Tuesday, June 8, 2010

Contracts -

Formation

  • Focuses on whether the parties actually have reached Agreement (mostly common law principles)
  • This is largely Common Law

o With a few equitable doctrines such as estoppel

  • An actual agreement
    • There can be no binding contract unless the parties have actually moved beyond the stage of negotiations and reached agreement on all the essential terms
    • Offer and acceptance rules determine whether an agreement is reached and when and where.
      • These rules tell us when and where an agreement has been reached.
  • The contents of the contract must be certain
    • Even if the parties think they have formed a contract the essential terms must be complete and clear.
      • The clarity requirement means that all the terms of the contract be clear (understandable) and [ completeness requirement] complete (can’t agree on something down the track)
    • This certainty requirement goes to the heart of contract law because it demands that parties are aware of exactly what they are agreeing to.
  • Consideration
    • Even where parties have reached an agreement on all the essential terms, that agreement will not be enforceable unless it involves a bargain or exchange
    • The most common form of consideration is an exchange of promises.
  • Intention to create legal relations
    • Even if there is an agreement supported by consideration and its terms are clear and complete, that may not be enough to get it over the line
    • A contract will still not be enforceable unless the parties can be taken to have intended to have assumed a legal obligation/relationship which could be enforced in a court of law.
      • This is not what is in their heads but it what they said and related to the nature of the agreement as well.
      • So the process in determining this is an objective approach.
    • In the commercial world, companies will often seek to negotiate with the final agreement at a st time so they will invoke other agreements, such as, e.g. preliminary agreements/Heads of Agreement or memoranda of understanding
    • If subsequent negotiations break down, one of the parties might visit court and contend that these heads of agreement are binding because despite the preliminary nature of the negotiations, the parties intended them to be binding
  • Unenforceability
  • Even if a contract is enforceable in all other respects, it can still be found to be unenforceable on grounds of Capacity (e.g., insanity)
    • These categories are
      • Minors
      • People who are drunkards
      • Those with intellectual impairment
      • Or other bodies such as the RAN or a government department
    • These groups may be found to be unable to contract on grounds of capacity.
  • Formalities (e.g., writing requirements]
    • E.g. contracts of guarantee and contracts for the sale of land have to be recorded in writing or in the absence of a formal agreement, there has to be at least some note or memorandum of at least some of the essential terms that has been signed by at least one of the parties.

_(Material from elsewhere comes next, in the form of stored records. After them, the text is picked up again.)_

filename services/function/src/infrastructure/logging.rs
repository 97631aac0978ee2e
/// ログ基盤モジュール
///
/// Lambda環境向けの構造化ログ設定を提供する。
/// CloudWatch Logsで扱いやすいようJSON形式で出力する。
use std::sync::Once;

use tracing_subscriber::{EnvFilter, layer::SubscriberExt, util::SubscriberInitExt};

/// ログサブスクライバー初期化用の同期プリミティブ
static INIT: Once = Once::new();

/// Lambda環境向けのログサブスクライバーを初期化する
///
/// `RUST_LOG`でフィルタリングし、未設定の場合はinfoレベルとする。
/// 複数回呼び出しても最初の呼び出しのみ初期化を実行する。
pub fn init_logging() {
    INIT.call_once(|| {
        let env_filter =
            EnvFilter::try_from_default_env().unwrap_or_else(|_| EnvFilter::new("info"));

        // JSON形式のログレイヤー（Lambda/CloudWatch向け）
        let json_layer = tracing_subscriber::fmt::layer()
            .json()
            .with_target(true)
            .with_file(true)
            .with_line_number(true)
            .flatten_event(true)
            .with_current_span(false);

        // テストなどで既にグローバルサブスクライバーがある場合は無視する
        let _ = tracing_subscriber::registry()
            .with(env_filter)
            .with(json_layer)
            .try_init();
    });
}

/// テスト用のログサブスクライバーを初期化する（人間が読みやすい形式）
#[cfg(test)]
pub fn init_test_logging() {
    static TEST_INIT: Once = Once::new();

    TEST_INIT.call_once(|| {
        let env_filter =
            EnvFilter::try_from_default_env().unwrap_or_else(|_| EnvFilter::new("debug"));

        let fmt_layer = tracing_subscriber::fmt::layer()
            .with_test_writer()
            .with_target(true)
            .compact();

        let _ = tracing_subscriber::registry()
            .with(env_filter)
            .with(fmt_layer)
            .try_init();
    });
}
// ドメイン層モジュール
pub mod function_resource;
pub mod runtime;
pub mod stack_declaration;

// 再エクスポート
pub use function_resource::{Code, FunctionProps, FunctionResource};
pub use runtime::{Runtime, RuntimeParseError};
pub use stack_declaration::{StackDeclaration, declare_function_stack};
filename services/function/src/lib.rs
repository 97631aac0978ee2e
// ドメイン層モジュール
pub mod domain;

// アプリケーション層モジュール
pub mod application;

// インフラストラクチャ層モジュール
pub mod infrastructure;
// インフラストラクチャ層モジュール
pub mod logging;
pub mod synth_config;
pub mod template_writer;

// 再エクスポート
pub use logging::init_logging;
pub use synth_config::SynthConfig;
pub use template_writer::{TemplateWriteError, template_file_name, write_template};
/// リモートリソース取得モジュール
///
/// 固定URLに対してGETリクエストを1回だけ送信し、本文をJSON値として返す。
/// 再試行やタイムアウトは持たない（呼び出し時間の上限はLambda側で強制される）。
use async_trait::async_trait;
use serde_json::Value;
use thiserror::Error;
use tracing::{debug, error, info, instrument};
use url::Url;

use super::config::FunctionConfig;

/// リモート取得のエラー型
#[derive(Debug, Error)]
pub enum FetchError {
    /// HTTPリクエストエラー（接続失敗、TLSエラーなど）
    #[error("HTTPリクエスト失敗: {0}")]
    RequestFailed(String),

    /// 非成功ステータス
    #[error("リモートエンドポイントがエラーを返しました: status={status}, body={body}")]
    UnexpectedStatus {
        /// HTTPステータスコード
        status: u16,
        /// レスポンス本文
        body: String,
    },

    /// 本文の読み取りエラー
    #[error("レスポンス本文の読み取りに失敗: {0}")]
    BodyReadFailed(String),
}

/// リモート取得トレイト
///
/// 抽象化によりテスト時にモック実装を注入可能にする
#[async_trait]
pub trait RemoteFetcher: Send + Sync {
    /// 取得先にGETを送り、本文をJSON値として返す
    ///
    /// # 戻り値
    /// * `Ok(Value)` - パース済みの本文（JSONでない場合は文字列値）
    /// * `Err(FetchError)` - 通信エラーまたは非成功ステータス
    async fn fetch_json(&self) -> Result<Value, FetchError>;
}

/// reqwestを使用したリモート取得実装
#[derive(Clone)]
pub struct HttpRemoteFetcher {
    client: reqwest::Client,
    url: Url,
}

impl std::fmt::Debug for HttpRemoteFetcher {
    fn fmt(&self, f: &mut std::fmt::Formatter<'_>) -> std::fmt::Result {
        f.debug_struct("HttpRemoteFetcher")
            .field("url", &self.url.as_str())
            .finish_non_exhaustive()
    }
}

impl HttpRemoteFetcher {
    /// 設定から作成
    ///
    /// クライアントはコールドスタート時に一度だけ作成し、
    /// 以降の呼び出しではコネクションプールを共有する。
    pub fn new(config: &FunctionConfig) -> Self {
        Self::with_client(reqwest::Client::new(), config.remote_url().clone())
    }

    /// カスタムクライアントで作成
    fn with_client(client: reqwest::Client, url: Url) -> Self {
        Self { client, url }
    }
}

#[async_trait]
impl RemoteFetcher for HttpRemoteFetcher {
    #[instrument(skip(self), fields(url = %self.url))]
    async fn fetch_json(&self) -> Result<Value, FetchError> {
        debug!("リモートリソースを取得");

        let response = self
            .client
            .get(self.url.as_str())
            .send()
            .await
            .map_err(|e| {
                error!(error = %e, "リモートリソース取得リクエスト失敗");
                FetchError::RequestFailed(e.to_string())
            })?;

        let status = response.status();
        let text = response.text().await.map_err(|e| {
            error!(error = %e, status = %status, "レスポンス本文の読み取りに失敗");
            FetchError::BodyReadFailed(e.to_string())
        })?;

        if !status.is_success() {
            error!(status = %status, body = %text, "リモートエンドポイントがエラーを返却");
            return Err(FetchError::UnexpectedStatus {
                status: status.as_u16(),
                body: text,
            });
        }

        info!(status = %status, bytes = text.len(), "リモートリソース取得成功");

        Ok(parse_body(&text))
    }
}

/// レスポンス本文をJSON値に変換
///
/// JSONとして解釈できない本文は文字列値としてそのまま返す。
pub fn parse_body(text: &str) -> Value {
    serde_json::from_str(text).unwrap_or_else(|_| Value::String(text.to_string()))
}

Strategic Use of Formation Arguments

  • If any of these formation agreements is missing, then the contract is not binding, indeed there may be no contract at all
  • So this is one way of resisting an action for breach of contract - Defence to action for breach of contract – is to argue that there was no contract or it was unenforceable.
    • So in a problem, begin by asking what each of the parties wants, do they want to enforce the contract or do they want to get out of it
      • Then tailor the argument accordingly.